> _WHAT TO PRODUCE_: Each line that has the string "push" must be copied from the records below.

[Opening INPUT section]

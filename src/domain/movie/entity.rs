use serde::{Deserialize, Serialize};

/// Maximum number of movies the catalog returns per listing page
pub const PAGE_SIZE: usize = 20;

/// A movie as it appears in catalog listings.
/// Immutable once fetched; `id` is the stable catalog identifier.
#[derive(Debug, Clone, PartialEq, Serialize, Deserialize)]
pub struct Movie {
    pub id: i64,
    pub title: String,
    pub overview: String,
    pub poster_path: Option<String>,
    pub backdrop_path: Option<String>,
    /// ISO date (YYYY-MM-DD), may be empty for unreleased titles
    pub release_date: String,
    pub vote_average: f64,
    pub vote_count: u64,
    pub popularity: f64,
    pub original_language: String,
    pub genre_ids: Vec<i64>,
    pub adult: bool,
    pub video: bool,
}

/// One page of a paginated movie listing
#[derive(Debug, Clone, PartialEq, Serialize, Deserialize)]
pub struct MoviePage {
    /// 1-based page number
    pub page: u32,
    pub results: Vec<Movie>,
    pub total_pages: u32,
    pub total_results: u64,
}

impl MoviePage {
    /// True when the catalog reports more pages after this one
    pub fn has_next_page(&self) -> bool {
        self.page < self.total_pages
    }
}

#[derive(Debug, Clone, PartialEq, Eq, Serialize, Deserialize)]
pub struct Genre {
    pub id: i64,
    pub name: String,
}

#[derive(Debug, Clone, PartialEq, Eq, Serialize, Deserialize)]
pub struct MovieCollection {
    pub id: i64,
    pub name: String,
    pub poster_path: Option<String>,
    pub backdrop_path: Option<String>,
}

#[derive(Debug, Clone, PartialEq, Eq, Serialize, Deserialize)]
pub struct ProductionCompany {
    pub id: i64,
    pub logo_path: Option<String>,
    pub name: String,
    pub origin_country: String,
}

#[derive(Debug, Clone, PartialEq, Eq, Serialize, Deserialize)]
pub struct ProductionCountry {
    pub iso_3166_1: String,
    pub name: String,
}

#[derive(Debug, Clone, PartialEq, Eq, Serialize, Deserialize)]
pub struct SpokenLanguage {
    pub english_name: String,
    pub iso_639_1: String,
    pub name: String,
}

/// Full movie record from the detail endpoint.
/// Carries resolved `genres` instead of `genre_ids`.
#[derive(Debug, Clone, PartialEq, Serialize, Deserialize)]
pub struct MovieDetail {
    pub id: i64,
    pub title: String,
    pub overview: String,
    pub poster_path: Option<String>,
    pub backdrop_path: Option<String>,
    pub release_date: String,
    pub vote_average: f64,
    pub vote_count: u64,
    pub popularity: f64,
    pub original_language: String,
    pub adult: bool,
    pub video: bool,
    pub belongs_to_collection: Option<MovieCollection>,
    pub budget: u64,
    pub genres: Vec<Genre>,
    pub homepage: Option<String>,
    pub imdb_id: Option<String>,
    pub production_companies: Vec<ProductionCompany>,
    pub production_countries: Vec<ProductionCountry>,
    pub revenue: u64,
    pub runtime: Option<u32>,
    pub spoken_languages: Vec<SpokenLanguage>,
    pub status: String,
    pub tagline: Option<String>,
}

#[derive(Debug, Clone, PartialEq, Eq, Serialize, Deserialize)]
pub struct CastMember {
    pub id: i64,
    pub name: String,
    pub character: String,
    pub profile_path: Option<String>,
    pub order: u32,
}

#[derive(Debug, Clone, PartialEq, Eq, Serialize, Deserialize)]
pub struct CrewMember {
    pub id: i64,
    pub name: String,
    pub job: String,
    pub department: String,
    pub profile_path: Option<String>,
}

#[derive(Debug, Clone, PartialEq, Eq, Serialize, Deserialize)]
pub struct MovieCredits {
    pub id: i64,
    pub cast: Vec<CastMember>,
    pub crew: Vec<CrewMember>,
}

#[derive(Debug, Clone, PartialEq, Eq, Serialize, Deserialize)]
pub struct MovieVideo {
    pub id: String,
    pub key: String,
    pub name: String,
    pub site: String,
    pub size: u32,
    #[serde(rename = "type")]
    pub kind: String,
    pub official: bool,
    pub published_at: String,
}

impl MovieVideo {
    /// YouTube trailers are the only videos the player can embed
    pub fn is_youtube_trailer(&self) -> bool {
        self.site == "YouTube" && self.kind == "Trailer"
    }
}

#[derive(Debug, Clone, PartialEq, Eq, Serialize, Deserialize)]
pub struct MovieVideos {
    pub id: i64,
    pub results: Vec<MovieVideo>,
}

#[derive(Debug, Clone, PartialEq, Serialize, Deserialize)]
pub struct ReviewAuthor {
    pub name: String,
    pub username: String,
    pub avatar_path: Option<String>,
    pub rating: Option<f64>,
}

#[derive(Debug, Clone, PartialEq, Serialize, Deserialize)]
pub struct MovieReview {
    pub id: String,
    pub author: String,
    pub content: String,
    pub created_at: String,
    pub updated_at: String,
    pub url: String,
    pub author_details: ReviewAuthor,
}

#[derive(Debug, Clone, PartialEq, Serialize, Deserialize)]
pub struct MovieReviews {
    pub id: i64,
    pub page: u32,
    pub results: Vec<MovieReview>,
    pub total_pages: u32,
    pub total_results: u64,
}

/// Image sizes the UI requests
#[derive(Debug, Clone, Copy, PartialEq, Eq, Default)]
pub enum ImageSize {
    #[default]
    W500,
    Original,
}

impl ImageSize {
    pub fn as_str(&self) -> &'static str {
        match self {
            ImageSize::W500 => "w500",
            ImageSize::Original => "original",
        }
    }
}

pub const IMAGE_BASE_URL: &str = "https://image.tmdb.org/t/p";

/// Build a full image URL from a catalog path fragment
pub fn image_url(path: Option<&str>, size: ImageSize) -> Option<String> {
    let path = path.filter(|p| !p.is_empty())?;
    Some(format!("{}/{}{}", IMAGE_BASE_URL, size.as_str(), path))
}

[Closing INPUT section]
[Opening INPUT section]

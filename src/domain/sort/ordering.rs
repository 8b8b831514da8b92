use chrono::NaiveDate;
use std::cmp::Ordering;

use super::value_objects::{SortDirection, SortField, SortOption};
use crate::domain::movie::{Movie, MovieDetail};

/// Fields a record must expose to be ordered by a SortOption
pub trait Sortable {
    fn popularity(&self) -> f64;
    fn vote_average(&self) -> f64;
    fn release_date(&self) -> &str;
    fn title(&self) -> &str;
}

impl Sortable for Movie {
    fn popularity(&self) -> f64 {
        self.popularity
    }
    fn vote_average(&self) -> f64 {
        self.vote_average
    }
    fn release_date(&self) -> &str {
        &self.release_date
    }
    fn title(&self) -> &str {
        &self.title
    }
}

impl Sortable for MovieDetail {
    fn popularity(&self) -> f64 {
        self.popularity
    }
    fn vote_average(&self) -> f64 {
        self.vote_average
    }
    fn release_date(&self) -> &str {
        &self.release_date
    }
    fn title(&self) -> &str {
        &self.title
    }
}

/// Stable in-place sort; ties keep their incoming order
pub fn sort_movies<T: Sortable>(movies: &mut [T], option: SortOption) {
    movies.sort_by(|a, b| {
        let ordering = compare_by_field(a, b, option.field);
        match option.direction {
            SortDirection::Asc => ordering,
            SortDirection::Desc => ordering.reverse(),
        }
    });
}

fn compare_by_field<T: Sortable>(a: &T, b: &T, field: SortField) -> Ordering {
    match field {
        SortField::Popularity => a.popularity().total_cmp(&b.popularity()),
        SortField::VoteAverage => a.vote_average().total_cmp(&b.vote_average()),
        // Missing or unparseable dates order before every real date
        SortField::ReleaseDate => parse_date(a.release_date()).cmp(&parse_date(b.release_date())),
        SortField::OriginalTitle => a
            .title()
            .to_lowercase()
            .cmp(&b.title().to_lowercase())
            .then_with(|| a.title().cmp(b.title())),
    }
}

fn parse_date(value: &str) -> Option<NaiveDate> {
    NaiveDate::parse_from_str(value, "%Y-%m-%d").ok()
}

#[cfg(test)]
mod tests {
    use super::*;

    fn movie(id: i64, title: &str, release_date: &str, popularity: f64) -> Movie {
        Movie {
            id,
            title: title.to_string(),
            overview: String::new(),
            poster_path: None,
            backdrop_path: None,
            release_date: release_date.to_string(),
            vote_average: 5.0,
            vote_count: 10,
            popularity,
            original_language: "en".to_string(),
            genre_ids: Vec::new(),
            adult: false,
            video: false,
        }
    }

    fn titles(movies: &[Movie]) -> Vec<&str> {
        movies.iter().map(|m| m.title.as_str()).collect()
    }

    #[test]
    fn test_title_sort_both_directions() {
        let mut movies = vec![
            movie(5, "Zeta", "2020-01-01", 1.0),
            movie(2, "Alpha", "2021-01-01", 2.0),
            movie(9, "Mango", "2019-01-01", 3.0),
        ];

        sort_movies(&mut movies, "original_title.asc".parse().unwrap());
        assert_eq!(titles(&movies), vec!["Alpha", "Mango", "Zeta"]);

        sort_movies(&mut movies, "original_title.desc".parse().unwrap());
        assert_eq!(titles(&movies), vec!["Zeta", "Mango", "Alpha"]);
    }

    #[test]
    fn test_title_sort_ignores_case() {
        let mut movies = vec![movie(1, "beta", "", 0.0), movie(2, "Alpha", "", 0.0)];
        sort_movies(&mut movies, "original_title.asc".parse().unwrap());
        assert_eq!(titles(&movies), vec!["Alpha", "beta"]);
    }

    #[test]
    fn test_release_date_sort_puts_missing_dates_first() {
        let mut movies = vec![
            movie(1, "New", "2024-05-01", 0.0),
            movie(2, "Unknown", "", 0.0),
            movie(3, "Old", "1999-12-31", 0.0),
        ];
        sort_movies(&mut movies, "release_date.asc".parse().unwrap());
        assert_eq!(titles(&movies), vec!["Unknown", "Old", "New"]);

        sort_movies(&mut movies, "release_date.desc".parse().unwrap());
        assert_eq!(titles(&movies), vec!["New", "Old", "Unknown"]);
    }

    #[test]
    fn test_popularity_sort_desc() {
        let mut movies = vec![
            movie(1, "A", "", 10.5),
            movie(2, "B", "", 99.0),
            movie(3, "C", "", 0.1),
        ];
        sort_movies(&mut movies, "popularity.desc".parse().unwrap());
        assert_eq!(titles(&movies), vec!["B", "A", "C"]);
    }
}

[Closing INPUT section]
[Opening INPUT section]

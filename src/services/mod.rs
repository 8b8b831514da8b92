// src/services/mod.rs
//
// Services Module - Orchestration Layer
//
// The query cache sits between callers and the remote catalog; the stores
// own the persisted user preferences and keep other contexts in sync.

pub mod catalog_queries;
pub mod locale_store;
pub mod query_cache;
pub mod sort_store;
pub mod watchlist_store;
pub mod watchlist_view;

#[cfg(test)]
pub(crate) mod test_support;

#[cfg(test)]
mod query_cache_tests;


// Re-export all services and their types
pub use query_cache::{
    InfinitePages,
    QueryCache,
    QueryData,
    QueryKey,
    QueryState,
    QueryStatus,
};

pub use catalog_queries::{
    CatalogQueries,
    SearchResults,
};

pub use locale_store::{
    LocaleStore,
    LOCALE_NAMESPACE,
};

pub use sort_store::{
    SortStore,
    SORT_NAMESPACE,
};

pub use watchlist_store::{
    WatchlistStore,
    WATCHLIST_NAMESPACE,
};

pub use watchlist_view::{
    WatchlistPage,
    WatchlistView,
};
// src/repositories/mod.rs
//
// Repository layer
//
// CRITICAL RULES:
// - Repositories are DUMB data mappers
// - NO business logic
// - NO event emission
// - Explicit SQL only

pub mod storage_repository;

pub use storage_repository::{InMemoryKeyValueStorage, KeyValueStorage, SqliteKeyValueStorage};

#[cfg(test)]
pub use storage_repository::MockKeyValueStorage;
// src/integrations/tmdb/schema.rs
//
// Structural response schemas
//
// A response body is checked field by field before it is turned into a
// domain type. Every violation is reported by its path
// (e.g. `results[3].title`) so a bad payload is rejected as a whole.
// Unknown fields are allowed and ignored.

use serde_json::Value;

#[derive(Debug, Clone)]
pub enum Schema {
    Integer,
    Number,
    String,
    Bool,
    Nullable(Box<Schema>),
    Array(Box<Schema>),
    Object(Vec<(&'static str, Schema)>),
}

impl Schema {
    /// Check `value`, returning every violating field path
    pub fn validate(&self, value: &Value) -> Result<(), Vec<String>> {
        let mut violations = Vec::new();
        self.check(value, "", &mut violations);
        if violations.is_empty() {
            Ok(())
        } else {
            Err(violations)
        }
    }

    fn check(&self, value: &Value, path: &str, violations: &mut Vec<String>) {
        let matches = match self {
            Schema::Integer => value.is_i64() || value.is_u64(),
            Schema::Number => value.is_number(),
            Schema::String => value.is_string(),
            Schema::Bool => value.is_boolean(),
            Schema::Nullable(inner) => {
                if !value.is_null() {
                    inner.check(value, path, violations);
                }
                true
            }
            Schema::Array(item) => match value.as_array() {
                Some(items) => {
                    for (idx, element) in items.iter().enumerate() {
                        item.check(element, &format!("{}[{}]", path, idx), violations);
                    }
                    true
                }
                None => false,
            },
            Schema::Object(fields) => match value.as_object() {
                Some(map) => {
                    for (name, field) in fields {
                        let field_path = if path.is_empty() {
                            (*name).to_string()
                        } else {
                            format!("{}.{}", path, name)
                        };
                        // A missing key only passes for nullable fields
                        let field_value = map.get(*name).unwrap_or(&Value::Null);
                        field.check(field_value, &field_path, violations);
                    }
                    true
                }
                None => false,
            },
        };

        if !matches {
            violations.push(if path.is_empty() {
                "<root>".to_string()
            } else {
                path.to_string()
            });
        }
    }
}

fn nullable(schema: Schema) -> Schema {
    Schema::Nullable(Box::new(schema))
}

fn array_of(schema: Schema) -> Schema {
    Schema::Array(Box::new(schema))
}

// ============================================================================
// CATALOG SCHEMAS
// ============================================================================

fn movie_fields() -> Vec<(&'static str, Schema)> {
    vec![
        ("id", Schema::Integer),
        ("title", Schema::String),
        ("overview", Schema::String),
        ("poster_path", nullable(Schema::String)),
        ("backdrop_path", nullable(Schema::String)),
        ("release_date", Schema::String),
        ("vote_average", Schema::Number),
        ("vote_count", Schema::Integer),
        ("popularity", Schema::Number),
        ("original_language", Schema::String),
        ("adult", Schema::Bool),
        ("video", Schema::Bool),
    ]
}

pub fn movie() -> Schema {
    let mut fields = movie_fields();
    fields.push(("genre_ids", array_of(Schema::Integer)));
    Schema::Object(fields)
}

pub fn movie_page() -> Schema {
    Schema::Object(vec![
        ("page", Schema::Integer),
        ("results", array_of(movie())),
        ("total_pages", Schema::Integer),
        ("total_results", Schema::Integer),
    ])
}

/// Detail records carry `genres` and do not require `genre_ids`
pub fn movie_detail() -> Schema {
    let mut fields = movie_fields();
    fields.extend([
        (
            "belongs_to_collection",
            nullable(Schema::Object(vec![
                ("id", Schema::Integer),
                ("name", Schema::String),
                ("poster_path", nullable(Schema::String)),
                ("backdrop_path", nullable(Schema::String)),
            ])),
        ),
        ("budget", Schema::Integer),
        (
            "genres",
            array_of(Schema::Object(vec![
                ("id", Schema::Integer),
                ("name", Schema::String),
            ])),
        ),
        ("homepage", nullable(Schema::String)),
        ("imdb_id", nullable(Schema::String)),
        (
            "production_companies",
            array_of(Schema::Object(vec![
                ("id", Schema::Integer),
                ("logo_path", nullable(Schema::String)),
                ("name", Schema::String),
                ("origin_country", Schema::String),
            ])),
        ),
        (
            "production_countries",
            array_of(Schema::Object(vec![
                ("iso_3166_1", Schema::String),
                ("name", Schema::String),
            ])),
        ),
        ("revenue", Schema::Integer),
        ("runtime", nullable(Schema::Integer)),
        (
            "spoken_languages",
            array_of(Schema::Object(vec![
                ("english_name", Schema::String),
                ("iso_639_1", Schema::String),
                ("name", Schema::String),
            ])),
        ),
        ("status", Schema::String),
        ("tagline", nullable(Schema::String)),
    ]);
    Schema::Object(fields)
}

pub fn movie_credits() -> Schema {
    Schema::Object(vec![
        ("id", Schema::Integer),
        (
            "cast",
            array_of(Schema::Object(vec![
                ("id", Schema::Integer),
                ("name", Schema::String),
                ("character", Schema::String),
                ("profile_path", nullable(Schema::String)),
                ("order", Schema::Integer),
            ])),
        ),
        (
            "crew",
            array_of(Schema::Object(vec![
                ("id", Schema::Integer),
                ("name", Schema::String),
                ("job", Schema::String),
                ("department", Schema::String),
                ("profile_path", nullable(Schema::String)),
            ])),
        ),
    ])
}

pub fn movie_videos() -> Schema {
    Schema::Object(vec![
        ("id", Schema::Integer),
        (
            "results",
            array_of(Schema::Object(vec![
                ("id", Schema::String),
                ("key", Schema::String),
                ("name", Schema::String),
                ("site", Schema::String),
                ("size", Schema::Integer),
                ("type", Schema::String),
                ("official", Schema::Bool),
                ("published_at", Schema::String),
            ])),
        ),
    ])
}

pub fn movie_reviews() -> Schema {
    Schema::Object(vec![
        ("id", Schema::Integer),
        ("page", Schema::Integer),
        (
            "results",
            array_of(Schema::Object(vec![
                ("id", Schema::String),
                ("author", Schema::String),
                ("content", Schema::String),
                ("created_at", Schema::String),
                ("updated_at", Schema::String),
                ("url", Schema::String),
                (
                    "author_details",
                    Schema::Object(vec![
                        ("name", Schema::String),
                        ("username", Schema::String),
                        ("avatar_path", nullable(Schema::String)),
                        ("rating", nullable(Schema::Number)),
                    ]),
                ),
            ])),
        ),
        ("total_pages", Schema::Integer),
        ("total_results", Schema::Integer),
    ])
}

[Closing INPUT section]

> _ANSWER TO THIS PROBLEM_:
            violations.push(if path.is_empty() {
    fields.push(("genre_ids", array_of(Schema::Integer)));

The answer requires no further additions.